The negative consequences of a network outage are not just financial. Damage of the corporate image was the biggest concern of the respondents (69 percent), with loss of customers close behind (47 percent). Given these potential consequences, it is not surprising that 70 percent of the average IT budget is oriented towards keeping things running and only 30 percent towards strategic and innovative activities. Overall, the group wanted to see this change over the next 12-18 months, moving towards a 60/40 split.
Almost half of the group (46 percent) had a reactive approach to network monitoring and problem solving. It is interesting to note that companies with a proactive or strategic approach spend a smaller percentage of their budget just keeping things running (60 to 65 percent), compared to those with a reactive or chaotic approach (75 to 80 percent). The lower rate may indicate a virtuous cycle of benefit, as the companies working proactively continue to innovate and improve their IT operations and outperform their reactive competitors.
Operations teams face many challenges, when they try to increase the network availability. Outages attributable to network equipment generally fall into one of the three categories: planned maintenance events, system errors, or human factors. Networking vendors typically focus on the first two, but the last one, human factors, is the biggest contributor—responsible for 50 to 80 percent of network outages.
Looking for someone to blame is a natural response to outages caused by human error, but, unfortunately, it doesn’t help to improve network availability. In complex systems like modern computer networks, human error is more a symptom of complexity than a root cause.
The performance of IP networks depends on a wide variety of dynamic conditions. Traffic shifts, equipment failures, planned maintenance, and topology changes in other parts of the Internet, can all decrease the performance. To maintain good performance, network operators must continually reconfigure their routing processes. Operators deploy BGP to control the traffic flow to neighboring Autonomous Systems (ASes), as well as how traffic traverses their networks. However, because BGP route selection is indirectly controlled by configurable policies, and influenced by complex interactions with intra-domain routing protocols, operators cannot predict how a particular BGP configuration would behave in practice.
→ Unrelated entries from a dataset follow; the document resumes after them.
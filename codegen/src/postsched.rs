//! Post-RA instruction scheduling.
//!
//! After register allocation, instructions in each block are reordered to
//! hide the latency of long-running producers (SFU, texture, memory), to
//! keep the number of sync-bit stalls down, and to respect the physical
//! WAR/WAW hazards that SSA no longer expresses. Opcodes, operands and
//! register numbers are never changed; only the order, the embedded nop
//! counts, and the `ss`/`sy` bits are.
//!
//! Per block: build a dependency DAG with latency-weighted edges, then
//! repeatedly pick among the ready instructions by a priority function that
//! front-loads inputs and expensive producers and otherwise chooses the
//! cheapest instruction with the longest path to the block exit.

use crate::fx::FxHashMap;
use crate::ir::{
    file_offset, slot_width, Block, Inst, InstrFlags, NumType, OpPayload, RegFile, RegFlags,
    Shader,
};
use crate::isa;
use crate::legalize::{LegalizeState, SyncFlags};
use crate::timing;
use smallvec::SmallVec;

/// Results of a scheduling run, for the variant descriptor.
#[derive(Clone, Copy, Debug, Default)]
pub struct SchedStats {
    /// Estimated issue cycles over the longest block chain.
    pub cycles: u32,
    /// Number of `ss` bits inserted.
    pub ss_count: u32,
    /// Number of `sy` bits inserted.
    pub sy_count: u32,
}

struct SchedNode {
    inst: Inst,
    /// Unscheduled predecessor count.
    indeg: u32,
    /// Outgoing edges: (successor node index, delay-slot weight).
    edges: SmallVec<[(u32, u32); 4]>,
    /// Longest-path cost to a DAG leaf.
    max_delay: u32,
    /// Some source is produced through the `ss` path.
    has_ss_src: bool,
    /// Some source is produced through the `sy` path.
    has_sy_src: bool,
    scheduled: bool,
}
//! Machine-dependent shader IR and code generator core.
//!
//! This crate lowers a machine-independent shader representation into the
//! target GPU's SSA form and runs the middle-end passes over it: copy
//! propagation, common subexpression elimination, dead code elimination,
//! and post-register-allocation scheduling with sync-bit insertion. The
//! translator that produces the IR, the register allocator, and the binary
//! encoder live in sibling crates and consume the data structures defined
//! here.
//!
//! One [`ir::Shader`] owns all of its IR in entity arenas; compiling many
//! shaders in parallel needs no shared mutable state.

#![warn(missing_docs)]

pub mod context;
pub mod cp;
pub mod cse;
pub mod cursor;
pub mod dce;
pub mod dominator_tree;
pub mod flowgraph;
pub mod fx;
pub mod ir;
pub mod isa;
pub mod legalize;
pub mod postsched;
pub mod timing;
pub mod variant;
pub mod verify;
pub mod write;

pub use crate::context::{Compiler, Context, GpuInfo, Options};
pub use crate::variant::ShaderVariant;

/// Version number of this crate.
pub const VERSION: &str = env!("CARGO_PKG_VERSION");
//! Dense physical-register bitmaps.
//!
//! A `RegMask` keeps one bit per scalar register slot for each of the four
//! files. All addressing goes through [`file_offset`](super::reg::file_offset),
//! so merged-register mode (where half and full GPRs alias) is handled in
//! exactly one place.

use crate::ir::reg::{file_offset, slot_width, RegFile, RegFlags};

const FULL_WORDS: usize = 8; // 512 16-bit slots in merged mode
const HALF_WORDS: usize = 4;
const SHARED_WORDS: usize = 1;
const NONGPR_WORDS: usize = 1;

/// One bit per scalar register slot, per file.
#[derive(Clone, Default, PartialEq, Eq)]
pub struct RegMask {
    full: [u64; FULL_WORDS],
    half: [u64; HALF_WORDS],
    shared: [u64; SHARED_WORDS],
    nongpr: [u64; NONGPR_WORDS],
    merged: bool,
}

impl RegMask {
    /// New empty mask. `merged` selects merged-register addressing and must
    /// agree between masks that are compared or intersected.
    pub fn new(merged: bool) -> Self {
        Self {
            merged,
            ..Default::default()
        }
    }

    fn words(&self, file: RegFile) -> &[u64] {
        match file {
            RegFile::Full => &self.full,
            RegFile::Half => &self.half,
            RegFile::Shared => &self.shared,
            RegFile::NonGpr => &self.nongpr,
        }
    }

    fn words_mut(&mut self, file: RegFile) -> &mut [u64] {
        match file {
            RegFile::Full => &mut self.full,
            RegFile::Half => &mut self.half,
            RegFile::Shared => &mut self.shared,
            RegFile::NonGpr => &mut self.nongpr,
        }
    }

    fn bit(words: &[u64], off: u32) -> bool {
        let (w, b) = (off as usize / 64, off % 64);
        w < words.len() && words[w] & (1u64 << b) != 0
    }

    fn set_bit(words: &mut [u64], off: u32) {
        let (w, b) = (off as usize / 64, off % 64);
        debug_assert!(w < words.len(), "register slot {off} out of range");
        words[w] |= 1u64 << b;
    }

    fn clear_bit(words: &mut [u64], off: u32) {
        let (w, b) = (off as usize / 64, off % 64);
        if w < words.len() {
            words[w] &= !(1u64 << b);
        }
    }

    /// Mark every slot covered by an operand with flags `flags`, physical
    /// number `num`, and write mask `wrmask`.
    pub fn set(&mut self, flags: RegFlags, num: u16, wrmask: u16) {
        self.for_each_slot(flags, num, wrmask, |words, off| Self::set_bit(words, off));
    }

    /// Clear every slot covered by the operand.
    pub fn clear(&mut self, flags: RegFlags, num: u16, wrmask: u16) {
        self.for_each_slot(flags, num, wrmask, |words, off| Self::clear_bit(words, off));
    }

    /// Does any slot covered by the operand have its bit set?
    pub fn intersects(&self, flags: RegFlags, num: u16, wrmask: u16) -> bool {
        let (file, base) = file_offset(flags, num, self.merged);
        let width = slot_width(flags, self.merged);
        let words = self.words(file);
        let mut mask = wrmask.max(1);
        let mut comp = 0u32;
        while mask != 0 {
            if mask & 1 != 0 {
                for s in 0..width {
                    if Self::bit(words, base + comp * width + s) {
                        return true;
                    }
                }
            }
            mask >>= 1;
            comp += 1;
        }
        false
    }

    fn for_each_slot(
        &mut self,
        flags: RegFlags,
        num: u16,
        wrmask: u16,
        f: impl Fn(&mut [u64], u32),
    ) {
        let (file, base) = file_offset(flags, num, self.merged);
        let width = slot_width(flags, self.merged);
        let words = self.words_mut(file);
        let mut mask = wrmask.max(1);
        let mut comp = 0u32;
        while mask != 0 {
            if mask & 1 != 0 {
                for s in 0..width {
                    f(words, base + comp * width + s);
                }
            }
            mask >>= 1;
            comp += 1;
        }
    }

    /// Clear all bits.
    pub fn reset(&mut self) {
        let merged = self.merged;
        *self = Self::new(merged);
    }

    /// Union another mask into this one.
    pub fn union(&mut self, other: &RegMask) {
        debug_assert_eq!(self.merged, other.merged);
        for file in [RegFile::Full, RegFile::Half, RegFile::Shared, RegFile::NonGpr] {
            for (d, &s) in self.words_mut(file).iter_mut().zip(other.words(file)) {
                *d |= s;
            }
        }
    }

    /// Is the whole mask empty?
    pub fn is_empty(&self) -> bool {
        self.full.iter().all(|&w| w == 0)
            && self.half.iter().all(|&w| w == 0)
            && self.shared.iter().all(|&w| w == 0)
            && self.nongpr.iter().all(|&w| w == 0)
    }
}
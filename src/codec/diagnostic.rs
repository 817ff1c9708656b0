//! Diagnostic types for note processing and link resolution.
//!
//! Diagnostics are non-fatal: they accumulate next to a best-effort [`NoteRecord`] instead of
//! aborting the file or the graph rebuild. Only configuration problems are fatal, and those are
//! reported as [`ZettelError`](crate::ZettelError) before any file is touched.
//!
//! [`NoteRecord`]: crate::properties::NoteRecord

use serde::{Deserialize, Serialize};
use std::fmt::{Display, Formatter};

use crate::{config::PatternRole, properties::NoteId};

/// A location in a source file.
#[derive(Debug, Clone, Copy, Default, PartialEq, Eq, PartialOrd, Ord, Hash, Serialize, Deserialize)]
pub struct SourcePosition {
    /// Byte offset from the start of the file
    pub offset: usize,
    /// 1-based line number
    pub line: usize,
    /// 1-based column, counted in characters
    pub column: usize,
}

impl SourcePosition {
    pub fn new(offset: usize, line: usize, column: usize) -> SourcePosition {
        SourcePosition {
            offset,
            line,
            column,
        }
    }
}

impl Display for SourcePosition {
    fn fmt(&self, f: &mut Formatter<'_>) -> std::fmt::Result {
        write!(f, "{}:{}", self.line, self.column)
    }
}

#[derive(Debug, Clone, Copy, PartialEq, Eq, PartialOrd, Ord, Serialize, Deserialize)]
pub enum Severity {
    Warning,
    Error,
}

/// One problem reported by the host grammar's parser.
#[derive(Debug, Clone, PartialEq, Eq, Serialize, Deserialize)]
pub struct SyntaxIssue {
    pub message: String,
    pub position: Option<SourcePosition>,
}

/// Why a matched call site produced no extraction.
#[derive(Debug, Clone, PartialEq, Eq, Serialize, Deserialize)]
pub enum IndirectionReason {
    /// The target argument exists but is not a string literal
    NonLiteralArgument { found: String },
    /// The call has fewer positional arguments than the pattern's target index
    MissingArgument { index: usize },
    /// A spread argument makes positional indices unknowable
    SpreadArgument,
    /// The call is itself an argument expression of another call
    NestedCall,
    /// The configured identifier is used as a value instead of being called directly
    AliasedReference,
}

impl Display for IndirectionReason {
    fn fmt(&self, f: &mut Formatter<'_>) -> std::fmt::Result {
        match self {
            Self::NonLiteralArgument { found } => {
                write!(f, "target argument is {found}, not a string literal")
            }
            Self::MissingArgument { index } => {
                write!(f, "no positional argument at index {index}")
            }
            Self::SpreadArgument => write!(f, "arguments are spread, positions are unknown"),
            Self::NestedCall => write!(f, "call is nested as an argument of another call"),
            Self::AliasedReference => {
                write!(f, "function is referenced indirectly; calls through it are invisible")
            }
        }
    }
}

/// A call site (or reference) the walker recognized but deliberately did not extract.
#[derive(Debug, Clone, PartialEq, Eq, Serialize, Deserialize)]
pub struct IndirectionWarning {
    pub function: String,
    pub role: PatternRole,
    pub reason: IndirectionReason,
    pub position: SourcePosition,
}

/// Why a literal link target was rejected.
#[derive(Debug, Clone, PartialEq, Eq, Serialize, Deserialize)]
pub enum InvalidTargetReason {
    Empty,
    /// Looks like a URL, not a note path
    ExternalUrl,
    /// Resolves above the project root
    EscapesProject,
    MissingExtension,
    DisallowedExtension(String),
}

impl Display for InvalidTargetReason {
    fn fmt(&self, f: &mut Formatter<'_>) -> std::fmt::Result {
        match self {
            Self::Empty => write!(f, "target is empty"),
            Self::ExternalUrl => write!(f, "target is an external URL"),
            Self::EscapesProject => write!(f, "target resolves outside the project root"),
            Self::MissingExtension => write!(f, "target has no file extension"),
            Self::DisallowedExtension(ext) => {
                write!(f, "extension '.{ext}' is not a source note extension")
            }
        }
    }
}

/// Diagnostic information produced while turning one file into a [`NoteRecord`], or while
/// resolving its links against the graph.
///
/// [`NoteRecord`]: crate::properties::NoteRecord
#[derive(Debug, Clone, PartialEq, Eq, Serialize, Deserialize)]
pub enum NoteDiagnostic {
    /// The grammar parser failed for the file. The file's record is not updated.
    Syntax(Vec<SyntaxIssue>),

    /// A matched call site was skipped
    Indirection(IndirectionWarning),

    /// A front-matter line could not be parsed and was skipped
    MalformedFrontMatter {
        /// 1-based line number in the file
        line: usize,
        content: String,
        reason: String,
    },

    /// A literal link target was rejected and the link discarded
    InvalidLinkTarget {
        target: String,
        reason: InvalidTargetReason,
        position: SourcePosition,
    },

    /// A link whose target has no record. The link is kept and contributes no backlink.
    DanglingLink {
        source: NoteId,
        target: String,
        target_path: NoteId,
        position: SourcePosition,
    },

    /// Anything else worth surfacing (e.g. a tag that canonicalizes to nothing)
    Warning(String),
}

impl NoteDiagnostic {
    pub fn warning(message: impl Into<String>) -> Self {
        Self::Warning(message.into())
    }

    pub fn malformed_front_matter(
        line: usize,
        content: impl Into<String>,
        reason: impl Into<String>,
    ) -> Self {
        Self::MalformedFrontMatter {
            line,
            content: content.into(),
            reason: reason.into(),
        }
    }

    pub fn severity(&self) -> Severity {
        match self {
            Self::Syntax(_) | Self::InvalidLinkTarget { .. } => Severity::Error,
            Self::Indirection(_)
            | Self::MalformedFrontMatter { .. }
            | Self::DanglingLink { .. }
            | Self::Warning(_) => Severity::Warning,
        }
    }

    pub fn is_error(&self) -> bool {
        self.severity() == Severity::Error
    }

    pub fn position(&self) -> Option<SourcePosition> {
        match self {
            Self::Syntax(issues) => issues.iter().find_map(|issue| issue.position),
            Self::Indirection(warning) => Some(warning.position),
            Self::InvalidLinkTarget { position, .. } | Self::DanglingLink { position, .. } => {
                Some(*position)
            }
            Self::MalformedFrontMatter { .. } | Self::Warning(_) => None,
        }
    }

    pub fn is_syntax_error(&self) -> bool {
        matches!(self, Self::Syntax(_))
    }

    pub fn as_indirection(&self) -> Option<&IndirectionWarning> {
        match self {
            Self::Indirection(warning) => Some(warning),
            _ => None,
        }
    }

    pub fn is_dangling_link(&self) -> bool {
        matches!(self, Self::DanglingLink { .. })
    }

    pub fn is_malformed_front_matter(&self) -> bool {
        matches!(self, Self::MalformedFrontMatter { .. })
    }
}

impl From<IndirectionWarning> for NoteDiagnostic {
    fn from(warning: IndirectionWarning) -> Self {
        NoteDiagnostic::Indirection(warning)
    }
}

impl Display for NoteDiagnostic {
    fn fmt(&self, f: &mut Formatter<'_>) -> std::fmt::Result {
        match self {
            Self::Syntax(issues) => {
                write!(f, "Syntax error: ")?;
                let rendered = issues
                    .iter()
                    .map(|issue| match issue.position {
                        Some(position) => format!("{} at {position}", issue.message),
                        None => issue.message.clone(),
                    })
                    .collect::<Vec<String>>();
                write!(f, "{}", rendered.join("; "))
            }
            Self::Indirection(warning) => write!(
                f,
                "Indirect {:?} call '{}' at {}: {}",
                warning.role, warning.function, warning.position, warning.reason
            ),
            Self::MalformedFrontMatter {
                line,
                content,
                reason,
            } => write!(f, "Malformed front matter on line {line} ({reason}): {content:?}"),
            Self::InvalidLinkTarget {
                target,
                reason,
                position,
            } => write!(f, "Invalid link target {target:?} at {position}: {reason}"),
            Self::DanglingLink {
                source,
                target,
                target_path,
                position,
            } => write!(
                f,
                "Dangling link in {source} at {position}: {target:?} -> {target_path} has no note"
            ),
            Self::Warning(msg) => write!(f, "Warning: {msg}"),
        }
    }
}

#[cfg(test)]
mod tests {
    use super::*;

    #[test]
    fn test_severity_classification() {
        let syntax = NoteDiagnostic::Syntax(vec![SyntaxIssue {
            message: "unclosed delimiter".to_string(),
            position: Some(SourcePosition::new(4, 1, 5)),
        }]);
        let invalid = NoteDiagnostic::InvalidLinkTarget {
            target: "./a.pdf".to_string(),
            reason: InvalidTargetReason::DisallowedExtension("pdf".to_string()),
            position: SourcePosition::default(),
        };
        let malformed = NoteDiagnostic::malformed_front_matter(3, "title", "expected 'key: value'");

        assert!(syntax.is_error());
        assert!(syntax.is_syntax_error());
        assert!(invalid.is_error());
        assert!(!malformed.is_error());
        assert_eq!(syntax.position(), Some(SourcePosition::new(4, 1, 5)));
        assert_eq!(malformed.position(), None);
    }

    #[test]
    fn test_display_mentions_target_and_reason() {
        let invalid = NoteDiagnostic::InvalidLinkTarget {
            target: "./a.pdf".to_string(),
            reason: InvalidTargetReason::DisallowedExtension("pdf".to_string()),
            position: SourcePosition::new(10, 2, 3),
        };
        let rendered = invalid.to_string();
        assert!(rendered.contains("./a.pdf"));
        assert!(rendered.contains(".pdf"));
        assert!(rendered.contains("2:3"));

        let indirect = NoteDiagnostic::from(IndirectionWarning {
            function: "link_note".to_string(),
            role: PatternRole::Link,
            reason: IndirectionReason::NestedCall,
            position: SourcePosition::new(0, 1, 1),
        });
        assert!(indirect.as_indirection().is_some());
        assert!(indirect.to_string().contains("link_note"));
    }
}
//! Shared test utilities for integration tests.
//!
//! Import from integration test files as:
//! ```ignore
//! mod common;
//! ```

use std::path::{Path, PathBuf};
use tempfile::TempDir;
use zettel_core::{codec::NoteCompiler, properties::SourceFile};

/// Initialize tracing for tests, respecting RUST_LOG env var.
///
/// Safe to call multiple times; subsequent calls are no-ops.
#[allow(dead_code)]
pub fn init_logging() {
    tracing_subscriber::fmt()
        .with_env_filter(tracing_subscriber::EnvFilter::from_default_env())
        .with_test_writer()
        .try_init()
        .ok();
}

/// The checked-in fixture collection.
#[allow(dead_code)]
pub fn notes_1_dir() -> PathBuf {
    PathBuf::from(env!("CARGO_MANIFEST_DIR"))
        .join("tests")
        .join("notes_1")
}

/// Read every file below `root` that `compiler` accepts, sorted by path.
#[allow(dead_code)]
pub fn load_sources(compiler: &NoteCompiler, root: &Path) -> Vec<SourceFile> {
    let mut pending = vec![root.to_path_buf()];
    let mut files = Vec::new();
    while let Some(dir) = pending.pop() {
        for entry in std::fs::read_dir(&dir).unwrap() {
            let path = entry.unwrap().path();
            if path.is_dir() {
                pending.push(path);
            } else if compiler.accepts(&path) {
                let raw_text = std::fs::read_to_string(&path).unwrap();
                files.push(SourceFile::new(path, raw_text));
            }
        }
    }
    files.sort_by(|a, b| a.path.cmp(&b.path));
    files
}

/// Create a small vault of three linked notes inside `temp_dir`.
///
/// `a.typ` links to `b.typ`, `b.typ` links to `c.typ`, `c.typ` links back to `a.typ`.
#[allow(dead_code)]
pub fn create_test_vault(temp_dir: &TempDir) -> PathBuf {
    let vault = temp_dir.path().join("vault");
    std::fs::create_dir(&vault).unwrap();
    write_note(&vault, "a.typ", "= A\n#link_note(\"./b.typ\") #tag(\"ring\")\n");
    write_note(&vault, "b.typ", "= B\n#link_note(\"./c.typ\") #tag(\"ring\")\n");
    write_note(&vault, "c.typ", "= C\n#link_note(\"./a.typ\")\n");
    vault
}

#[allow(dead_code)]
pub fn write_note(vault: &Path, name: &str, text: &str) -> SourceFile {
    let path = vault.join(name);
    if let Some(parent) = path.parent() {
        std::fs::create_dir_all(parent).unwrap();
    }
    std::fs::write(&path, text).unwrap();
    SourceFile::new(path, text)
}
When the performance problems arise or network conditions change, network operators are forced to adjust routers configuration to provide low latency, high throughput, and high reliability. For example, an operator might adjust the configuration to respond to network congestion or equipment failures, or to prepare for planned maintenance. However, the complexity of the protocols, the large number of tunable parameters, and the size of the network make it extremely difficult for the operators to reflect on the effects of their actions. These limitations lead to human errors in configuring BGP. Therefore, the common approach of “tweak and pray” is no longer acceptable in an environment, where users have high expectations for performance and reliability. Consequently, unique solutions, based on more intelligent routing, should be deployed. Routing optimization systems such as Noction IRP allow automation of BGP routing decision-making. The IRP platform uses innovations in Intelligent Routing to minimize the occurrence of human errors and increase the overall network performance.